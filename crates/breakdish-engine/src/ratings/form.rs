// Rolling form windows, home/away splits and set performance.

use breakdish_core::config::FormConfig;
use breakdish_core::model::{Frame, MatchResult, SetNumber, Side};
use chrono::NaiveDate;
use serde::Serialize;

use crate::ratings::stats::win_pct;

// ---------------------------------------------------------------------------
// Per-player game view
// ---------------------------------------------------------------------------

/// One frame from a single player's point of view.
#[derive(Debug, Clone, PartialEq, Serialize)]
pub struct PlayerGame {
    pub date: NaiveDate,
    pub opponent: String,
    pub won: bool,
    pub home: bool,
    pub set: SetNumber,
    pub bd_for: bool,
    pub bd_against: bool,
}

/// A player's league frames, newest first. Forfeits and cup frames are
/// excluded; frames on the same date keep their reverse input order.
pub fn player_games(player: &str, frames: &[Frame]) -> Vec<PlayerGame> {
    let mut games: Vec<PlayerGame> = frames
        .iter()
        .filter(|f| !f.forfeit && !f.cup)
        .filter_map(|f| {
            let side = f.side_of(player)?;
            let won = f.winner == side;
            Some(PlayerGame {
                date: f.date,
                opponent: f.player(side.opposite()).to_string(),
                won,
                home: side == Side::Home,
                set: f.set,
                bd_for: won && f.break_and_dish,
                bd_against: !won && f.break_and_dish,
            })
        })
        .collect();
    games.reverse();
    games.sort_by(|a, b| b.date.cmp(&a.date));
    games
}

// ---------------------------------------------------------------------------
// Windows
// ---------------------------------------------------------------------------

/// Won/played over some set of games.
#[derive(Debug, Clone, Copy, Default, PartialEq, Serialize)]
pub struct WindowRecord {
    pub played: u32,
    pub won: u32,
    pub pct: f64,
}

impl WindowRecord {
    pub fn from_counts(won: u32, played: u32) -> Self {
        WindowRecord {
            played,
            won,
            pct: win_pct(won, played),
        }
    }

    fn from_games<'a, I: IntoIterator<Item = &'a PlayerGame>>(games: I) -> Self {
        let (won, played) = games
            .into_iter()
            .fold((0, 0), |(w, p), g| (w + g.won as u32, p + 1));
        Self::from_counts(won, played)
    }
}

#[derive(Debug, Clone, Copy, PartialEq, Eq, Serialize)]
pub enum Trend {
    Hot,
    Cold,
    Steady,
}

impl Trend {
    pub fn label(&self) -> &'static str {
        match self {
            Trend::Hot => "hot",
            Trend::Cold => "cold",
            Trend::Steady => "steady",
        }
    }
}

/// Recent form against the season baseline.
#[derive(Debug, Clone, PartialEq, Serialize)]
pub struct FormSummary {
    /// Most recent `form.short_window` games (5 by default).
    pub last5: WindowRecord,
    /// Most recent `form.long_window` games (10 by default).
    pub last10: WindowRecord,
    pub season: WindowRecord,
    pub trend: Trend,
}

/// Form over games ordered newest first (see [`player_games`]).
pub fn form(games: &[PlayerGame], cfg: &FormConfig) -> FormSummary {
    let last5 = WindowRecord::from_games(games.iter().take(cfg.short_window));
    let last10 = WindowRecord::from_games(games.iter().take(cfg.long_window));
    let season = WindowRecord::from_games(games);

    let delta = last5.pct - season.pct;
    let trend = if season.played == 0 {
        Trend::Steady
    } else if delta >= cfg.trend_threshold {
        Trend::Hot
    } else if delta <= -cfg.trend_threshold {
        Trend::Cold
    } else {
        Trend::Steady
    };

    FormSummary {
        last5,
        last10,
        season,
        trend,
    }
}

#[derive(Debug, Clone, Copy, PartialEq, Serialize)]
pub struct HomeAwaySplit {
    pub home: WindowRecord,
    pub away: WindowRecord,
}

pub fn home_away_split(games: &[PlayerGame]) -> HomeAwaySplit {
    HomeAwaySplit {
        home: WindowRecord::from_games(games.iter().filter(|g| g.home)),
        away: WindowRecord::from_games(games.iter().filter(|g| !g.home)),
    }
}

// ---------------------------------------------------------------------------
// Team views
// ---------------------------------------------------------------------------

/// A team's frame win rate in each set.
#[derive(Debug, Clone, Copy, PartialEq, Serialize)]
pub struct SetPerformance {
    pub set1: WindowRecord,
    pub set2: WindowRecord,
    /// `set1.pct - set2.pct`, in percentage points.
    pub bias: f64,
}

impl SetPerformance {
    /// True when neither set is meaningfully stronger.
    pub fn is_even(&self, threshold: f64) -> bool {
        self.bias.abs() < threshold
    }
}

pub fn set_performance(team: &str, frames: &[Frame]) -> SetPerformance {
    let mut counts = [(0u32, 0u32); 2];
    for f in frames.iter().filter(|f| !f.forfeit && !f.cup) {
        let Some(side) = f.team_side(team) else {
            continue;
        };
        let slot = match f.set {
            SetNumber::One => &mut counts[0],
            SetNumber::Two => &mut counts[1],
        };
        slot.1 += 1;
        if f.winner == side {
            slot.0 += 1;
        }
    }
    let set1 = WindowRecord::from_counts(counts[0].0, counts[0].1);
    let set2 = WindowRecord::from_counts(counts[1].0, counts[1].1);
    SetPerformance {
        set1,
        set2,
        bias: set1.pct - set2.pct,
    }
}

/// The team's last `n` results as a W/D/L string, newest first.
pub fn team_results_form(team: &str, results: &[MatchResult], n: usize) -> String {
    let mut played: Vec<&MatchResult> = results.iter().filter(|r| r.involves(team)).collect();
    played.reverse();
    played.sort_by(|a, b| b.date.cmp(&a.date));
    played
        .iter()
        .filter_map(|r| r.outcome_for(team))
        .take(n)
        .map(|o| o.letter())
        .collect()
}

// ---------------------------------------------------------------------------
// Tests
// ---------------------------------------------------------------------------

## WHAT THE EXERCISE ASKS
Transcribe each entry precisely, missing none.

## SOLVED PROBLEM
filename crates/breakdish-engine/src/ratings/form.rs
// Rolling form windows, home/away splits and set performance.

use breakdish_core::config::FormConfig;
use breakdish_core::model::{Frame, MatchResult, SetNumber, Side};
use chrono::NaiveDate;
use serde::Serialize;

use crate::ratings::stats::win_pct;

// ---------------------------------------------------------------------------
// Per-player game view
// ---------------------------------------------------------------------------

/// One frame from a single player's point of view.
#[derive(Debug, Clone, PartialEq, Serialize)]
pub struct PlayerGame {
    pub date: NaiveDate,
    pub opponent: String,
    pub won: bool,
    pub home: bool,
    pub set: SetNumber,
    pub bd_for: bool,
    pub bd_against: bool,
}

/// A player's league frames, newest first. Forfeits and cup frames are
/// excluded; frames on the same date keep their reverse input order.
pub fn player_games(player: &str, frames: &[Frame]) -> Vec<PlayerGame> {
    let mut games: Vec<PlayerGame> = frames
        .iter()
        .filter(|f| !f.forfeit && !f.cup)
        .filter_map(|f| {
            let side = f.side_of(player)?;
            let won = f.winner == side;
            Some(PlayerGame {
                date: f.date,
                opponent: f.player(side.opposite()).to_string(),
                won,
                home: side == Side::Home,
                set: f.set,
                bd_for: won && f.break_and_dish,
                bd_against: !won && f.break_and_dish,
            })
        })
        .collect();
    games.reverse();
    games.sort_by(|a, b| b.date.cmp(&a.date));
    games
}

// ---------------------------------------------------------------------------
// Windows
// ---------------------------------------------------------------------------

/// Won/played over some set of games.
#[derive(Debug, Clone, Copy, Default, PartialEq, Serialize)]
pub struct WindowRecord {
    pub played: u32,
    pub won: u32,
    pub pct: f64,
}

impl WindowRecord {
    pub fn from_counts(won: u32, played: u32) -> Self {
        WindowRecord {
            played,
            won,
            pct: win_pct(won, played),
        }
    }

    fn from_games<'a, I: IntoIterator<Item = &'a PlayerGame>>(games: I) -> Self {
        let (won, played) = games
            .into_iter()
            .fold((0, 0), |(w, p), g| (w + g.won as u32, p + 1));
        Self::from_counts(won, played)
    }
}

#[derive(Debug, Clone, Copy, PartialEq, Eq, Serialize)]
pub enum Trend {
    Hot,
    Cold,
    Steady,
}

impl Trend {
    pub fn label(&self) -> &'static str {
        match self {
            Trend::Hot => "hot",
            Trend::Cold => "cold",
            Trend::Steady => "steady",
        }
    }
}

/// Recent form against the season baseline.
#[derive(Debug, Clone, PartialEq, Serialize)]
pub struct FormSummary {
    /// Most recent `form.short_window` games (5 by default).
    pub last5: WindowRecord,
    /// Most recent `form.long_window` games (10 by default).
    pub last10: WindowRecord,
    pub season: WindowRecord,
    pub trend: Trend,
}

/// Form over games ordered newest first (see [`player_games`]).
pub fn form(games: &[PlayerGame], cfg: &FormConfig) -> FormSummary {
    let last5 = WindowRecord::from_games(games.iter().take(cfg.short_window));
    let last10 = WindowRecord::from_games(games.iter().take(cfg.long_window));
    let season = WindowRecord::from_games(games);

    let delta = last5.pct - season.pct;
    let trend = if season.played == 0 {
        Trend::Steady
    } else if delta >= cfg.trend_threshold {
        Trend::Hot
    } else if delta <= -cfg.trend_threshold {
        Trend::Cold
    } else {
        Trend::Steady
    };

    FormSummary {
        last5,
        last10,
        season,
        trend,
    }
}

#[derive(Debug, Clone, Copy, PartialEq, Serialize)]
pub struct HomeAwaySplit {
    pub home: WindowRecord,
    pub away: WindowRecord,
}

pub fn home_away_split(games: &[PlayerGame]) -> HomeAwaySplit {
    HomeAwaySplit {
        home: WindowRecord::from_games(games.iter().filter(|g| g.home)),
        away: WindowRecord::from_games(games.iter().filter(|g| !g.home)),
    }
}

// ---------------------------------------------------------------------------
// Team views
// ---------------------------------------------------------------------------

/// A team's frame win rate in each set.
#[derive(Debug, Clone, Copy, PartialEq, Serialize)]
pub struct SetPerformance {
    pub set1: WindowRecord,
    pub set2: WindowRecord,
    /// `set1.pct - set2.pct`, in percentage points.
    pub bias: f64,
}

impl SetPerformance {
    /// True when neither set is meaningfully stronger.
    pub fn is_even(&self, threshold: f64) -> bool {
        self.bias.abs() < threshold
    }
}

pub fn set_performance(team: &str, frames: &[Frame]) -> SetPerformance {
    let mut counts = [(0u32, 0u32); 2];
    for f in frames.iter().filter(|f| !f.forfeit && !f.cup) {
        let Some(side) = f.team_side(team) else {
            continue;
        };
        let slot = match f.set {
            SetNumber::One => &mut counts[0],
            SetNumber::Two => &mut counts[1],
        };
        slot.1 += 1;
        if f.winner == side {
            slot.0 += 1;
        }
    }
    let set1 = WindowRecord::from_counts(counts[0].0, counts[0].1);
    let set2 = WindowRecord::from_counts(counts[1].0, counts[1].1);
    SetPerformance {
        set1,
        set2,
        bias: set1.pct - set2.pct,
    }
}

/// The team's last `n` results as a W/D/L string, newest first.
pub fn team_results_form(team: &str, results: &[MatchResult], n: usize) -> String {
    let mut played: Vec<&MatchResult> = results.iter().filter(|r| r.involves(team)).collect();
    played.reverse();
    played.sort_by(|a, b| b.date.cmp(&a.date));
    played
        .iter()
        .filter_map(|r| r.outcome_for(team))
        .take(n)
        .map(|o| o.letter())
        .collect()
}

// ---------------------------------------------------------------------------
// Tests
// ---------------------------------------------------------------------------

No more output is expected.